El grupo anima a las chicas a recordar siempre que todavía es posible cumplir sus sueños. Wairimu cuenta que una de ella ya ha vuelto a la escuela con el apoyo de su familia. “Les enseñamos a expresarse con más firmeza en todo, pero todavía no lo han conseguido. La educación sexual es un punto clave en el terreno de las aptitudes para la vida. A la mayoría de las niñas les dicen que no jueguen con niños porque les traerá embarazos y enfermedades. Eso es muy vago”, lamenta la asesora.
Jessica Mutheki, la cuarta de siete hermanos, dice que la causa de que ella tenga un hijo es que su familia es demasiado pobre. “Mi madre, que está sola, no podía darme dinero para artículos personales como las compresas. En los colegios privados no las reparten gratuitamente como en los públicos. Mi novio de entonces trabajaba y me daba algo de dinero para mis gastos después de las relaciones sexuales. Mi madre me advirtió siempre de que lo único que sacaría de mis citas era un hijo o una enfermedad. Estuvimos sin hablarnos durante todo mi embarazo. Ella estaba demasiado enfadada”, recuerda.
La primeriza, de 19 años, se resiste a hablar del padre de su hijo de nueve meses. “No estoy preparada para hablar de él. Me causa mucho dolor, pero no estamos juntos. Incluso se cambió de casa cuando se enteró de mi gestación. No sé dónde vive ahora”.
La educación sexual es un punto clave en el terreno de las aptitudes para la vida. A la mayoría de las niñas les dicen que no jueguen con niños porque les traerá embarazos y enfermedades. Eso es muy vago
Mutheki quiere volver a estudiar. Cuando se quedó embarazada estaba en su último año de instituto. Su sueño es hacer un curso relacionado con la moda y el diseño, pero su madre no puede permitirse hacerse cargo del bebé, del resto de hermanos, y de los estudios de su hija. “Ahora mismo no podemos pagar los 2.500 chelines kenianos (21 euros) del alquiler. El propietario nos amenaza con echarnos. A veces nos vamos a la cama sin cenar. Es muy difícil, pero sé que las cosas van a mejorar”, afirma.

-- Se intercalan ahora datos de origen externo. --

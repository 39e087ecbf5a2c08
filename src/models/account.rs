//! Account model.

use serde::{Deserialize, Serialize};

use super::{AccountId, CurrencyCode, Transaction};

/// A user account (the original UI calls these "profiles").
///
/// Each account owns its transactions exclusively and keeps them in
/// insertion order, not time order.
#[derive(Debug, Clone, PartialEq, Serialize, Deserialize)]
#[serde(rename_all = "camelCase")]
pub struct Account {
    /// Unique identifier.
    pub id: AccountId,
    /// Display name.
    pub name: String,
    /// Currency all of this account's amounts are denominated in.
    pub currency: CurrencyCode,
    /// Day of month (1..=31) the account's financial month begins.
    ///
    /// Days past the end of a target month are clamped to that
    /// month's last day by the period computation.
    pub period_start_day: u32,
    /// Ledger entries in insertion order.
    #[serde(default)]
    pub transactions: Vec<Transaction>,
}

impl Account {
    /// Creates an account with an empty transaction list.
    ///
    /// `period_start_day` is clamped into `1..=31`.
    #[must_use]
    pub fn new(
        id: AccountId,
        name: String,
        currency: CurrencyCode,
        period_start_day: u32,
    ) -> Self {
        Self {
            id,
            name,
            currency,
            period_start_day: period_start_day.clamp(1, 31),
            transactions: Vec::new(),
        }
    }
}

Según la joven, este proyecto le ha dado voz. “Ahora puedo defenderme. Antes era demasiado tímida, y la gente se aprovechaba de ello. También ha aprendido a hacer calzado, collares y pulseras masái con cuentas y a preparar detergentes. La harina y los pañales que nos dan completa el poco dinero que gano vendiendo lo que diseño”, concluye.
Marion Atieno cursaba su último año de instituto cuando descubrió que estaba embarazada. “Mi madre, que es soltera, nunca me lo ha perdonado”, explica con una sonrisa tímida. Su hija tiene un año y seis meses, y no habla. Según un adivino al que acudió con una amiga, la pequeña no sabe hablar porque su abuela no la quiere. “Mi pastor está de acuerdo con el adivino. Los dos dicen que el ambiente en el que la estoy criando le impide crecer. Yo lo he dejado en manos de Dios. No hay nada que pueda hacer”, reconoce.
La progenitora de Marion le advertía continuamente de que no jugara con niños y le decía que se centrara en sus estudios. Por eso, durante el embarazo no paraban de pelearse. Pero nunca la echó de casa. “Ahora, el padre de mi bebé va a la universidad. Me ayuda comprándole ropa y harina para papillas cuanto tiene dinero. Pero se ha mudado. Antes era mi vecino. No sé qué planes tiene con respecto a mí, solo hablamos cuando me manda ayuda”. A Marion le gustaría volver a estudiar. Su sueño es llegar a ser chef. “Criar a mi hija me ha separado de mis compañeros. He tenido que crecer demasiado deprisa”.